(Exercise data):
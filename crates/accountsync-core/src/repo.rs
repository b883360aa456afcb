//! Document store facade over Automerge documents
//!
//! `Repo` hands out [`DocHandle`]s for documents kept in [`Storage`]. Each
//! handle owns a local Automerge document; before every read or change it
//! pulls in whatever is currently persisted (a CRDT merge), and every change
//! is merged with the persisted bytes inside one storage write transaction.
//! Several repos attached to one storage therefore converge on the same
//! document state, even when they change it concurrently.
//!
//! ## Overview
//!
//! ```text
//! ┌─────────────────────────────────────────────────────────────────┐
//! │  Repo (one per process)                                         │
//! │  ├── create()  -> DocHandle   new empty document, persisted     │
//! │  ├── find(url) -> DocHandle   waits up to find_timeout          │
//! │  └── handles: cache of open documents                           │
//! │                                                                 │
//! │  DocHandle                                                      │
//! │  ├── doc::<T>()      typed snapshot of the latest state         │
//! │  ├── change(|doc|)   atomic mutation, rolled back on error      │
//! │  └── subscribe()     notifications of saves from any process    │
//! └─────────────────────────────────────────────────────────────────┘
//! ```

use std::collections::HashMap;
use std::sync::Arc;
use std::time::Duration;

use automerge::AutoCommit;
use parking_lot::Mutex;
use tokio::sync::broadcast;
use tokio::time::Instant;
use tracing::{debug, trace};

use crate::config::DEFAULT_FIND_TIMEOUT_SECS;
use crate::error::{AccountError, AccountResult};
use crate::storage::{OriginId, Storage, StorageEvent};
use crate::types::{DocumentId, DocumentUrl, DocumentView};

struct HandleInner {
    id: DocumentId,
    doc: Mutex<AutoCommit>,
    storage: Storage,
    origin: OriginId,
}

/// Handle to a single document
#[derive(Clone)]
pub struct DocHandle {
    inner: Arc<HandleInner>,
}

impl DocHandle {
    fn new(id: DocumentId, doc: AutoCommit, storage: Storage, origin: OriginId) -> Self {
        Self {
            inner: Arc::new(HandleInner {
                id,
                doc: Mutex::new(doc),
                storage,
                origin,
            }),
        }
    }

    pub fn id(&self) -> DocumentId {
        self.inner.id
    }

    pub fn url(&self) -> DocumentUrl {
        self.inner.id.url()
    }

    /// Merge the persisted state into the local document
    fn refresh(&self, doc: &mut AutoCommit) -> AccountResult<()> {
        if let Some(bytes) = self.inner.storage.load_document(&self.inner.id)? {
            doc.load_incremental(&bytes)?;
        }
        Ok(())
    }

    /// Read the latest state through a closure
    pub fn with_doc<R>(&self, f: impl FnOnce(&AutoCommit) -> AccountResult<R>) -> AccountResult<R> {
        let mut doc = self.inner.doc.lock();
        self.refresh(&mut doc)?;
        f(&doc)
    }

    /// Typed snapshot of the latest state
    pub fn doc<T: DocumentView>(&self) -> AccountResult<T> {
        self.with_doc(T::hydrate)
    }

    /// Apply a mutation and persist it.
    ///
    /// If the closure fails, its pending operations are rolled back and
    /// nothing is written.
    pub fn change<R>(
        &self,
        f: impl FnOnce(&mut AutoCommit) -> AccountResult<R>,
    ) -> AccountResult<R> {
        let mut doc = self.inner.doc.lock();
        self.refresh(&mut doc)?;

        let result = match f(&mut doc) {
            Ok(result) => result,
            Err(e) => {
                doc.rollback();
                return Err(e);
            }
        };

        doc.commit();
        // Fold in saves made since the refresh before writing back
        let written = self
            .inner
            .storage
            .merge_document(&self.inner.id, self.inner.origin, |persisted| {
                if let Some(persisted) = persisted {
                    doc.load_incremental(persisted)?;
                }
                Ok(doc.save())
            })?;
        trace!(id = %self.inner.id, bytes = written, "Document changed");
        Ok(result)
    }

    /// Subscribe to saves of this document from any process
    pub fn subscribe(&self) -> DocChanges {
        DocChanges {
            id: self.inner.id,
            events: self.inner.storage.subscribe(),
        }
    }
}

impl std::fmt::Debug for DocHandle {
    fn fmt(&self, f: &mut std::fmt::Formatter<'_>) -> std::fmt::Result {
        f.debug_struct("DocHandle").field("url", &self.url()).finish()
    }
}

/// Stream of change notifications for one document
pub struct DocChanges {
    id: DocumentId,
    events: broadcast::Receiver<StorageEvent>,
}

impl DocChanges {
    /// Wait for the next save of the document.
    ///
    /// A lagged receiver reports a change, since saves may have been missed.
    pub async fn changed(&mut self) -> AccountResult<()> {
        loop {
            match self.events.recv().await {
                Ok(StorageEvent::DocumentSaved { id, .. }) if id == self.id => return Ok(()),
                Ok(_) => continue,
                Err(broadcast::error::RecvError::Lagged(_)) => return Ok(()),
                Err(broadcast::error::RecvError::Closed) => {
                    return Err(AccountError::Storage("storage event channel closed".into()))
                }
            }
        }
    }
}

/// Document store
pub struct Repo {
    storage: Storage,
    origin: OriginId,
    find_timeout: Duration,
    handles: Mutex<HashMap<DocumentId, DocHandle>>,
}

impl Repo {
    /// Create a repo over the given storage, writing as `origin`
    pub fn new(storage: Storage, origin: OriginId) -> Self {
        Self {
            storage,
            origin,
            find_timeout: Duration::from_secs(DEFAULT_FIND_TIMEOUT_SECS),
            handles: Mutex::new(HashMap::new()),
        }
    }

    /// Set how long `find` waits for a missing document (builder pattern).
    ///
    /// Defaults to `AccountConfig::default().find_timeout`.
    pub fn with_find_timeout(mut self, timeout: Duration) -> Self {
        self.find_timeout = timeout;
        self
    }

    pub fn storage(&self) -> &Storage {
        &self.storage
    }

    pub fn origin(&self) -> OriginId {
        self.origin
    }

    /// Create a new, empty document and persist it
    pub fn create(&self) -> AccountResult<DocHandle> {
        let id = DocumentId::new();
        let mut doc = AutoCommit::new();
        self.storage.save_document(&id, &doc.save(), self.origin)?;
        debug!(url = %id.url(), "Created document");

        let handle = DocHandle::new(id, doc, self.storage.clone(), self.origin);
        self.handles.lock().insert(id, handle.clone());
        Ok(handle)
    }

    /// Create a document and initialize it before it is first persisted
    pub fn create_with(
        &self,
        init: impl FnOnce(&mut AutoCommit) -> AccountResult<()>,
    ) -> AccountResult<DocHandle> {
        let id = DocumentId::new();
        let mut doc = AutoCommit::new();
        init(&mut doc)?;
        doc.commit();
        self.storage.save_document(&id, &doc.save(), self.origin)?;
        debug!(url = %id.url(), "Created document");

        let handle = DocHandle::new(id, doc, self.storage.clone(), self.origin);
        self.handles.lock().insert(id, handle.clone());
        Ok(handle)
    }

    /// Find a document, waiting up to the find timeout for it to appear.
    ///
    /// # Errors
    ///
    /// Returns `AccountError::NotFound` if the document does not resolve in time.
    pub async fn find(&self, url: &DocumentUrl) -> AccountResult<DocHandle> {
        let id = url.document_id();
        if let Some(handle) = self.handles.lock().get(&id) {
            return Ok(handle.clone());
        }

        // Subscribe before the first check so a concurrent save is not missed
        let mut events = self.storage.subscribe();
        let deadline = Instant::now() + self.find_timeout;

        let bytes = loop {
            if let Some(bytes) = self.storage.load_document(&id)? {
                break bytes;
            }
            let waited = tokio::time::timeout_at(deadline, async {
                loop {
                    match events.recv().await {
                        Ok(StorageEvent::DocumentSaved { id: saved, .. }) if saved == id => {
                            return true
                        }
                        Ok(_) => continue,
                        Err(broadcast::error::RecvError::Lagged(_)) => return true,
                        Err(broadcast::error::RecvError::Closed) => return false,
                    }
                }
            })
            .await;
            match waited {
                Ok(true) => continue,
                Ok(false) | Err(_) => {
                    debug!(%url, "Document did not resolve");
                    return Err(AccountError::NotFound(url.to_string()));
                }
            }
        };

        let doc = AutoCommit::load(&bytes)?;
        let handle = DocHandle::new(id, doc, self.storage.clone(), self.origin);
        let handle = self
            .handles
            .lock()
            .entry(id)
            .or_insert(handle)
            .clone();
        Ok(handle)
    }
}

#[cfg(test)]
mod tests {
    use super::*;
    use crate::types::{AccountDoc, ContactDoc};

    fn repo(storage: &Storage) -> Repo {
        Repo::new(storage.clone(), OriginId::new()).with_find_timeout(Duration::from_millis(200))
    }

    #[tokio::test]
    async fn test_create_then_find() {
        let storage = Storage::in_memory().unwrap();
        let repo = repo(&storage);

        let handle = repo.create().unwrap();
        handle.change(|doc| ContactDoc::init_anonymous(doc)).unwrap();

        let found = repo.find(&handle.url()).await.unwrap();
        assert_eq!(found.url(), handle.url());
        assert_eq!(found.doc::<ContactDoc>().unwrap(), ContactDoc::Anonymous);
    }

    #[tokio::test]
    async fn test_find_missing_times_out() {
        let storage = Storage::in_memory().unwrap();
        let repo = repo(&storage);

        let result = repo.find(&DocumentId::new().url()).await;
        assert!(matches!(result, Err(AccountError::NotFound(_))));
    }

    #[tokio::test]
    async fn test_find_waits_for_document_created_elsewhere() {
        let storage = Storage::in_memory().unwrap();
        let reader = Repo::new(storage.clone(), OriginId::new())
            .with_find_timeout(Duration::from_secs(2));
        let writer = repo(&storage);

        let id = DocumentId::new();
        let url = id.url();
        let find = tokio::spawn(async move { reader.find(&url).await.map(|h| h.url()) });

        tokio::time::sleep(Duration::from_millis(20)).await;
        storage
            .save_document(&id, &AutoCommit::new().save(), writer.origin())
            .unwrap();

        assert_eq!(find.await.unwrap().unwrap(), id.url());
    }

    #[tokio::test]
    async fn test_repos_sharing_storage_converge() {
        let storage = Storage::in_memory().unwrap();
        let a = repo(&storage);
        let b = repo(&storage);

        let handle_a = a.create().unwrap();
        let handle_b = b.find(&handle_a.url()).await.unwrap();

        handle_b
            .change(|doc| AccountDoc::set_pss_jwt(doc, "from-b"))
            .unwrap();
        let seen = handle_a.doc::<AccountDoc>().unwrap();
        assert_eq!(seen.pss_jwt.as_deref(), Some("from-b"));
    }

    #[tokio::test]
    async fn test_concurrent_changes_from_two_repos_are_kept() {
        use automerge::transaction::Transactable;
        use automerge::{ReadDoc, ROOT};

        const WRITES: usize = 200;

        let storage = Storage::in_memory().unwrap();
        let a = repo(&storage);
        let b = repo(&storage);
        let handle_a = a.create().unwrap();
        let handle_b = b.find(&handle_a.url()).await.unwrap();
        let id = handle_a.id();

        let writers: Vec<_> = [("a", handle_a), ("b", handle_b)]
            .into_iter()
            .map(|(prefix, handle)| {
                std::thread::spawn(move || {
                    for i in 0..WRITES {
                        handle
                            .change(|doc| {
                                doc.put(ROOT, format!("{prefix}{i}"), i as i64)?;
                                Ok(())
                            })
                            .unwrap();
                    }
                })
            })
            .collect();
        for writer in writers {
            writer.join().unwrap();
        }

        let persisted = storage.load_document(&id).unwrap().unwrap();
        let doc = AutoCommit::load(&persisted).unwrap();
        assert_eq!(doc.keys(ROOT).count(), 2 * WRITES);
    }

    #[tokio::test]
    async fn test_failed_change_is_rolled_back() {
        let storage = Storage::in_memory().unwrap();
        let repo = repo(&storage);
        let handle = repo.create().unwrap();

        let result: AccountResult<()> = handle.change(|doc| {
            AccountDoc::set_pss_jwt(doc, "partial")?;
            Err(AccountError::InvalidState("abort".into()))
        });
        assert!(result.is_err());
        assert_eq!(handle.doc::<AccountDoc>().unwrap().pss_jwt, None);
    }

    #[tokio::test]
    async fn test_subscribe_sees_changes_from_other_repo() {
        let storage = Storage::in_memory().unwrap();
        let a = repo(&storage);
        let b = repo(&storage);

        let handle_a = a.create().unwrap();
        let handle_b = b.find(&handle_a.url()).await.unwrap();
        let mut changes = handle_a.subscribe();

        handle_b
            .change(|doc| AccountDoc::set_pss_jwt(doc, "jwt"))
            .unwrap();

        tokio::time::timeout(Duration::from_secs(1), changes.changed())
            .await
            .expect("change notification")
            .unwrap();
    }
}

(Exercise objective): The result is a copy of every line above where the word "process" shows up.

(Result):
//! │  Repo (one per process)                                         │
//! │  └── subscribe()     notifications of saves from any process    │
    /// Subscribe to saves of this document from any process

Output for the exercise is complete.